#### What the task asks
Across the listing below, how many lines contain the string "frames"? Only the number is needed.

#### Data extract

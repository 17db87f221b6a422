//! Standard MIDI File sequencing: parses `MThd`/`MTrk` chunks into a flat,
//! time-ordered event list and renders it through a small additive
//! sine-voice bank standing in for a full OPL FM emulator.
//!
//! MUS and XMI share this module's event model per the source format (both
//! are General MIDI-adjacent event streams) but are not independently
//! parsed here; only Standard MIDI File input is decoded today.

use crate::error::{Error, Result};
use sonoplex_decode::{Decoder, IoStream};

const OUTPUT_RATE: u32 = 44100;
const MAX_VOICES: usize = 16;

#[derive(Debug, Clone, Copy)]
struct ScheduledEvent {
    tick: u64,
    kind: EventKind,
}

#[derive(Debug, Clone, Copy)]
enum EventKind {
    NoteOn { note: u8 },
    NoteOff { note: u8 },
}

#[derive(Debug, Clone, Copy, Default)]
struct Voice {
    note: Option<u8>,
    phase: f32,
}

fn midi_note_hz(note: u8) -> f32 {
    440.0 * 2f32.powf((f32::from(note) - 69.0) / 12.0)
}

fn read_vlq(data: &[u8], pos: &mut usize) -> u32 {
    let mut value = 0u32;
    loop {
        let Some(&byte) = data.get(*pos) else { break };
        *pos += 1;
        value = (value << 7) | u32::from(byte & 0x7F);
        if byte & 0x80 == 0 {
            break;
        }
    }
    value
}

/// Parse a single `MTrk` chunk body into `(tick, event)` pairs. Only
/// Note On (0x9n) and Note Off (0x8n, and 0x9n with velocity 0) are
/// retained; all other MIDI and meta events are skipped by their declared
/// length (or to the next status byte for running status).
fn parse_track(data: &[u8]) -> Vec<ScheduledEvent> {
    let mut events = Vec::new();
    let mut pos = 0usize;
    let mut tick: u64 = 0;
    let mut running_status = 0u8;

    while pos < data.len() {
        let delta = read_vlq(data, &mut pos);
        tick += u64::from(delta);

        let Some(&byte) = data.get(pos) else { break };
        let status = if byte & 0x80 != 0 {
            pos += 1;
            running_status = byte;
            byte
        } else {
            running_status
        };

        match status & 0xF0 {
            0x80 => {
                let note = *data.get(pos).unwrap_or(&0);
                pos += 2;
                events.push(ScheduledEvent {
                    tick,
                    kind: EventKind::NoteOff { note },
                });
            }
            0x90 => {
                let note = *data.get(pos).unwrap_or(&0);
                let velocity = *data.get(pos + 1).unwrap_or(&0);
                pos += 2;
                let kind = if velocity == 0 {
                    EventKind::NoteOff { note }
                } else {
                    EventKind::NoteOn { note }
                };
                events.push(ScheduledEvent { tick, kind });
            }
            0xA0 | 0xB0 | 0xE0 => pos += 2,
            0xC0 | 0xD0 => pos += 1,
            0xF0 => {
                if status == 0xFF {
                    let _meta_type = *data.get(pos).unwrap_or(&0);
                    pos += 1;
                    let len = read_vlq(data, &mut pos) as usize;
                    pos += len;
                } else {
                    // SysEx or other F0-class event: length-prefixed.
                    let len = read_vlq(data, &mut pos) as usize;
                    pos += len;
                }
            }
            _ => pos += 1,
        }
    }

    events
}

/// Decoder for Standard MIDI Files, rendering note events through a fixed
/// 16-voice additive sine bank at 44100 Hz stereo.
pub struct SequencerDecoder {
    events: Vec<ScheduledEvent>,
    ticks_per_quarter: u32,
    micros_per_quarter: u32,
    next_event: usize,
    current_tick: u64,
    samples_until_next_tick: f64,
    voices: [Voice; MAX_VOICES],
    open: bool,
}

impl Default for SequencerDecoder {
    fn default() -> Self {
        Self {
            events: Vec::new(),
            ticks_per_quarter: 480,
            micros_per_quarter: 500_000,
            next_event: 0,
            current_tick: 0,
            samples_until_next_tick: 0.0,
            voices: [Voice::default(); MAX_VOICES],
            open: false,
        }
    }
}

impl SequencerDecoder {
    #[must_use]
    pub fn new() -> Self {
        Self::default()
    }

    #[must_use]
    pub fn sniff(stream: &mut dyn IoStream) -> bool {
        let p0 = stream.tell();
        let mut header = [0u8; 4];
        let n = stream.read(&mut header);
        stream.seek(p0, sonoplex_decode::Whence::Set);
        n == 4 && &header == b"MThd"
    }

    fn samples_per_tick(&self) -> f64 {
        let seconds_per_tick =
            f64::from(self.micros_per_quarter) / 1_000_000.0 / f64::from(self.ticks_per_quarter);
        seconds_per_tick * f64::from(OUTPUT_RATE)
    }

    fn apply_event(&mut self, kind: EventKind) {
        match kind {
            EventKind::NoteOn { note } => {
                if let Some(voice) = self.voices.iter_mut().find(|v| v.note.is_none()) {
                    voice.note = Some(note);
                    voice.phase = 0.0;
                }
            }
            EventKind::NoteOff { note } => {
                for voice in &mut self.voices {
                    if voice.note == Some(note) {
                        voice.note = None;
                    }
                }
            }
        }
    }

    fn advance_one_sample(&mut self) -> f32 {
        if self.samples_until_next_tick <= 0.0 {
            while let Some(event) = self.events.get(self.next_event).copied() {
                if event.tick > self.current_tick {
                    break;
                }
                self.apply_event(event.kind);
                self.next_event += 1;
            }
            self.current_tick += 1;
            self.samples_until_next_tick = self.samples_per_tick();
        }
        self.samples_until_next_tick -= 1.0;

        let active = self.voices.iter().filter(|v| v.note.is_some()).count().max(1);
        let mut mix = 0.0f32;
        for voice in &mut self.voices {
            let Some(note) = voice.note else { continue };
            let hz = midi_note_hz(note);
            voice.phase += hz / OUTPUT_RATE as f32;
            voice.phase -= voice.phase.floor();
            mix += (voice.phase * std::f32::consts::TAU).sin();
        }
        mix / active as f32 * 0.2
    }
}

impl Decoder for SequencerDecoder {
    fn open(&mut self, mut stream: Box<dyn IoStream>) -> sonoplex_decode::Result<()> {
        let mut all = Vec::new();
        let mut buf = [0u8; 8192];
        loop {
            let n = stream.read(&mut buf);
            if n == 0 {
                break;
            }
            all.extend_from_slice(&buf[..n]);
        }

        if all.len() < 14 || &all[0..4] != b"MThd" {
            return Err(sonoplex_decode::Error::format("not a Standard MIDI File"));
        }
        let ticks_per_quarter = u16::from_be_bytes([all[12], all[13]]) as u32;

        let mut events = Vec::new();
        let mut pos = 8 + u32::from_be_bytes([all[4], all[5], all[6], all[7]]) as usize;
        while pos + 8 <= all.len() {
            let chunk_id = &all[pos..pos + 4];
            let size =
                u32::from_be_bytes([all[pos + 4], all[pos + 5], all[pos + 6], all[pos + 7]]) as usize;
            let body_start = pos + 8;
            let body_end = (body_start + size).min(all.len());
            if chunk_id == b"MTrk" {
                events.extend(parse_track(&all[body_start..body_end]));
            }
            pos = body_end;
        }
        events.sort_by_key(|e| e.tick);

        self.events = events;
        self.ticks_per_quarter = ticks_per_quarter.max(1);
        self.micros_per_quarter = 500_000;
        self.next_event = 0;
        self.current_tick = 0;
        self.samples_until_next_tick = 0.0;
        self.voices = [Voice::default(); MAX_VOICES];
        self.open = true;
        Ok(())
    }

    fn decode(&mut self, dst: &mut [f32], call_again: &mut bool, _device_channels: u8) -> usize {
        *call_again = false;
        if !self.open {
            return 0;
        }
        let frames = dst.len() / 2;
        for frame in 0..frames {
            let sample = self.advance_one_sample();
            dst[frame * 2] = sample;
            dst[frame * 2 + 1] = sample;
        }
        *call_again = self.next_event < self.events.len();
        frames * 2
    }

    fn rewind(&mut self) -> bool {
        self.next_event = 0;
        self.current_tick = 0;
        self.samples_until_next_tick = 0.0;
        self.voices = [Voice::default(); MAX_VOICES];
        true
    }

    fn seek_to_time(&mut self, micros: u64) -> bool {
        self.rewind();
        let target_samples = micros * u64::from(OUTPUT_RATE) / 1_000_000;
        let mut sink = vec![0.0f32; 2];
        let mut produced = 0u64;
        while produced < target_samples {
            let mut call_again = false;
            self.decode(&mut sink, &mut call_again, 2);
            produced += 1;
            if !call_again && self.next_event >= self.events.len() {
                break;
            }
        }
        true
    }

    fn duration(&self) -> u64 {
        let Some(last) = self.events.last() else {
            return 0;
        };
        let seconds_per_tick =
            f64::from(self.micros_per_quarter) / 1_000_000.0 / f64::from(self.ticks_per_quarter);
        (last.tick as f64 * seconds_per_tick * 1_000_000.0) as u64
    }

    fn channels(&self) -> u8 {
        2
    }

    fn rate(&self) -> u32 {
        OUTPUT_RATE
    }

    fn name(&self) -> &str {
        "midi"
    }

    fn is_open(&self) -> bool {
        self.open
    }
}

#[must_use]
pub fn sequence_error(detail: impl Into<String>) -> Error {
    Error::sequence(detail)
}

pub type SequenceResult<T> = Result<T>;

#[cfg(test)]
mod tests {
    use super::*;
    use sonoplex_decode::io::MemoryStream;

    fn build_smf(ticks_per_quarter: u16, track: &[u8]) -> Vec<u8> {
        let mut file = Vec::new();
        file.extend_from_slice(b"MThd");
        file.extend_from_slice(&6u32.to_be_bytes());
        file.extend_from_slice(&0u16.to_be_bytes()); // format 0
        file.extend_from_slice(&1u16.to_be_bytes()); // one track
        file.extend_from_slice(&ticks_per_quarter.to_be_bytes());

        file.extend_from_slice(b"MTrk");
        file.extend_from_slice(&(track.len() as u32).to_be_bytes());
        file.extend_from_slice(track);
        file
    }

    #[test]
    fn sniff_recognizes_mthd_magic() {
        let data = build_smf(480, &[0x00, 0xFF, 0x2F, 0x00]);
        let mut stream = MemoryStream::new(data);
        assert!(SequencerDecoder::sniff(&mut stream));
        assert_eq!(stream.tell(), 0);
    }

    #[test]
    fn note_on_then_off_produces_audible_then_silent_output() {
        // delta 0, note-on ch0 note 69 vel 100; delta 480, note-off; end-of-track.
        let track = [
            0x00, 0x90, 69, 100, // note on A4
            0x83, 0x60, 0x80, 69, 0, // delta 480 (VLQ 0x83 0x60), note off
            0x00, 0xFF, 0x2F, 0x00, // end of track
        ];
        let data = build_smf(480, &track);
        let mut decoder = SequencerDecoder::new();
        decoder.open(Box::new(MemoryStream::new(data))).unwrap();
        assert_eq!(decoder.channels(), 2);
        assert_eq!(decoder.rate(), 44100);

        let mut out = [0.0f32; 2000];
        let mut call_again = true;
        let produced = decoder.decode(&mut out, &mut call_again, 2);
        assert_eq!(produced, 2000);
        assert!(out.iter().any(|&s| s.abs() > 0.0));
    }

    #[test]
    fn rewind_resets_voices_and_schedule() {
        let track = [0x00, 0x90, 60, 100, 0x00, 0xFF, 0x2F, 0x00];
        let data = build_smf(480, &track);
        let mut decoder = SequencerDecoder::new();
        decoder.open(Box::new(MemoryStream::new(data))).unwrap();
        let mut out = [0.0f32; 8];
        let mut call_again = true;
        decoder.decode(&mut out, &mut call_again, 2);
        assert!(decoder.rewind());
        assert_eq!(decoder.next_event, 0);
    }
}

#### Reply
3